Tuulensuun Siila – Finnhorse stallion. Huge color change! My best guess is that he’s a black chestnut (super dark chestnut). Or maybe a dark silver.
Ahonkukka – super light bay silver dapple (I think) Finnhorse filly. Very cool color!
Jessimo – chestnut Finnhorse stallion with a roan mismark on his hip.
Pikpoketti – chestnut Finnhorse stallion with a cool blaze.
Taikahuure – red roan Finnhorse colt. Very few roans in the breed! Both these two come from a lovely blog about Finnhorses, can’t believe all the great info there, check it out!
Thanks for Nicole for blogging about these horses (and mentioning NT :))). But there are more!
Vekselin Ihme is an interesting phenomenon – he was born from chestnut parents as almost completely white! He is assumed to be either sabino or dominant white-coloured, but anyway he stands for his name – Ihme means “wonder” or “miracle”. ;)
Palomino and especially buckskin finnhorses are extremely rare. The first registered BEC (double palomino, palomino gene from both parents) is the little filly Lakeuden Valotar, born in 2010. Her sire Autere was the first buckskin finnhorse for a while, Sukuposti database knew only two finnhorses of that colour, both of them lived sometime in 19th century and their pedigrees where unknown. Again, Autere’s sire Humeeti is the only finnhorse stallion that has been said to produce guaranteed bay or black foals (homozygous bay).
Smokey black is also a very rare colour to meet, but since the trend has been more and more interested in rare colors, a few foals have been born and registered as smokey black: Matta (Autere – Venja, 2009), Hennylän Kulta (Helinän Ari – Apilan Viola, 2009), and Kuukson Josefina (Voiveikko – Aatafina, 2011).

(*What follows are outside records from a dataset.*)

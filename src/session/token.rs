//! Token decoding. The bearer token is a compact three-segment string
//! (`header.claims.signature`); only the claims segment is interpreted. There
//! is deliberately no signature verification here — the server remains the
//! authorization boundary, this decode exists purely so the UI can show who
//! is logged in without another round trip.

use base64::Engine;
use serde::{Deserialize, Serialize};
use thiserror::Error;

#[derive(Debug, Clone, Copy, PartialEq, Eq, Error)]
pub enum TokenError {
    /// Not three segments, or the claims segment did not decode/parse.
    #[error("malformed token")]
    Malformed,
    /// Structurally valid but `exp` lies strictly in the past.
    #[error("token expired")]
    Expired,
}

/// Claims carried in the middle segment. Every field is optional; whatever
/// the payload omits stays absent so the resolver can apply its own
/// fallbacks. Unknown fields (iat, iss, ...) are ignored.
#[derive(Debug, Clone, Default, PartialEq, Serialize, Deserialize)]
pub struct Claims {
    #[serde(default, skip_serializing_if = "Option::is_none")]
    pub sub: Option<String>,
    #[serde(default, skip_serializing_if = "Option::is_none")]
    pub email: Option<String>,
    #[serde(default, rename = "fullName", skip_serializing_if = "Option::is_none")]
    pub full_name: Option<String>,
    #[serde(default, skip_serializing_if = "Option::is_none")]
    pub name: Option<String>,
    #[serde(default, skip_serializing_if = "Option::is_none")]
    pub role: Option<String>,
    /// The backend serializes ids as numbers; older tokens carried strings.
    #[serde(default, skip_serializing_if = "Option::is_none")]
    pub id: Option<serde_json::Value>,
    /// Expiration, seconds since epoch.
    #[serde(default, skip_serializing_if = "Option::is_none")]
    pub exp: Option<i64>,
}

impl Claims {
    /// Id claim normalized to a string regardless of the wire type.
    pub fn id_str(&self) -> Option<String> {
        match &self.id {
            Some(serde_json::Value::String(s)) => Some(s.clone()),
            Some(serde_json::Value::Number(n)) => Some(n.to_string()),
            _ => None,
        }
    }
}

/// Cheap structural check used to spot token strings that leaked into
/// profile fields: three non-empty dot-separated segments.
pub fn looks_like_token(s: &str) -> bool {
    let mut count = 0usize;
    for seg in s.split('.') {
        if seg.is_empty() || seg.contains(char::is_whitespace) {
            return false;
        }
        count += 1;
    }
    count == 3
}

fn decode_segment(seg: &str) -> Option<Vec<u8>> {
    // Tokens are base64url without padding; tolerate padded/standard output
    // from older issuers.
    base64::engine::general_purpose::URL_SAFE_NO_PAD
        .decode(seg)
        .or_else(|_| base64::engine::general_purpose::STANDARD.decode(seg))
        .ok()
}

/// Parse the claims segment of `raw`. Purely structural: expiry is not
/// checked here (see [`validate_claims`]).
pub fn decode_claims(raw: &str) -> Result<Claims, TokenError> {
    let parts: Vec<&str> = raw.split('.').collect();
    if parts.len() != 3 || parts.iter().any(|p| p.is_empty()) {
        return Err(TokenError::Malformed);
    }
    let payload = decode_segment(parts[1]).ok_or(TokenError::Malformed)?;
    serde_json::from_slice::<Claims>(&payload).map_err(|_| TokenError::Malformed)
}

/// Decode and additionally reject claims whose `exp` is strictly before
/// `now` (seconds since epoch). Tokens without `exp` never expire here.
pub fn validate_claims(raw: &str, now: i64) -> Result<Claims, TokenError> {
    let claims = decode_claims(raw)?;
    if let Some(exp) = claims.exp {
        if exp < now {
            return Err(TokenError::Expired);
        }
    }
    Ok(claims)
}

Actually, chestnut colour is so dominant in finnhorses because of the early studbook rules. Chestnut is easy to breed, since two chestnut horses always produce a chestnut foal and therefore gives more confident confirm for foal’s said pedigree.
Silver bay and black are interesting, not too widespread but quite often undercover. The silver gene does not show in a chestnut, so it can carry on hidden for generations until pops out when combined to black or bay genes, and still a silver bay can go on looking like a dark chestnut… Sukuposti found some bay silver dapples, but only four black silver dapples: A.T. Jesta (1989), A.T. Pikku-Unelma (1996), Äijön Kierna (2006) and Kosken Hermanni (2011). Therefore Kosken Hermanni’s sire Tuuvan Herpertti must have both palomino and silver genes in him! Well that’s something.